Instructions to follow:
Report how many lines of the data contain the string "AstStage". Add nothing.

Data:
◆ ◆ ◆

//! Translation of LINQ-style query expressions into aggregation pipelines.
//!
//! A query is an [`Expression`] tree: a chain of [`QueryMethod`] calls on top of an
//! [`Expression::Queryable`] that names the collection's document [`Serializer`]. The
//! [`PipelineTranslator`] walks the chain from the collection outwards and lets one stage
//! translator per method append stages to a [`TranslatedPipeline`]. Each stage translator also
//! records the serializer of the documents its stages output, which is how later methods know
//! what a member access refers to.
//!
//! Query shapes that have no pipeline equivalent fail with an [`UnsupportedExpressionError`]
//! naming the offending sub-expression.

pub mod ast;
mod expression;
mod serializer;
mod translators;

use thiserror::Error;

pub use self::{
    expression::{BinaryOperator, Expression, Method, QueryMethod, SequenceMethod},
    serializer::{DocumentSerializer, MemberSerializer, Serializer, ValueKind},
    translators::{ExpressionTranslation, PipelineTranslator, TranslatedPipeline},
};

/// A query expression that cannot be expressed as an aggregation pipeline.
#[derive(Clone, Debug, Error, PartialEq)]
#[error("Expression not supported: {expression} because {reason}")]
#[non_exhaustive]
pub struct UnsupportedExpressionError {
    /// The sub-expression that could not be translated.
    pub expression: Expression,

    /// Why it could not be translated.
    pub reason: String,
}

impl UnsupportedExpressionError {
    pub(crate) fn new(expression: &Expression, reason: impl Into<String>) -> Self {
        Self {
            expression: expression.clone(),
            reason: reason.into(),
        }
    }
}
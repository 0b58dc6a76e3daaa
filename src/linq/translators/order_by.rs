use crate::linq::{
    ast::{AstSortDirection, AstSortField, AstStage},
    translators::{
        expression::{self, TranslationContext},
        QueryCall,
        Result,
        StageTranslator,
        TranslatedPipeline,
    },
    QueryMethod,
};

/// `OrderBy` and `OrderByDescending` start a `$sort`. `ThenBy` and `ThenByDescending` add a field
/// to the `$sort` that ends the pipeline, so a whole ordering is one stage.
pub(super) struct OrderByStageTranslator;

impl StageTranslator for OrderByStageTranslator {
    fn translate(
        &self,
        pipeline: TranslatedPipeline,
        call: &QueryCall<'_>,
    ) -> Result<TranslatedPipeline> {
        call.expect_arguments(&[2])?;
        let (parameters, key_selector) = call.lambda(1, 1)?;
        let context = TranslationContext::for_documents(&parameters[0], pipeline.output_serializer());
        let key = expression::translate(&context, key_selector)?;
        let path = key
            .ast
            .field_path()
            .ok_or_else(|| call.unsupported("only fields can be sorted on"))?
            .to_string();

        let (direction, then) = match call.method {
            QueryMethod::OrderBy => (AstSortDirection::Ascending, false),
            QueryMethod::OrderByDescending => (AstSortDirection::Descending, false),
            QueryMethod::ThenBy => (AstSortDirection::Ascending, true),
            _ => (AstSortDirection::Descending, true),
        };
        let field = AstSortField { path, direction };
        let serializer = pipeline.output_serializer().clone();

        if !then {
            return Ok(pipeline.add_stages(serializer, [AstStage::Sort(vec![field])]));
        }
        let mut fields = match pipeline.last_stage() {
            Some(AstStage::Sort(fields)) => fields.clone(),
            _ => {
                return Err(call.unsupported(format!(
                    "{} must follow OrderBy, OrderByDescending or another ThenBy",
                    call.method
                )))
            }
        };
        fields.push(field);
        Ok(pipeline.replace_last_stage(serializer, AstStage::Sort(fields)))
    }
}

◆ ◆ ◆

Result below:
4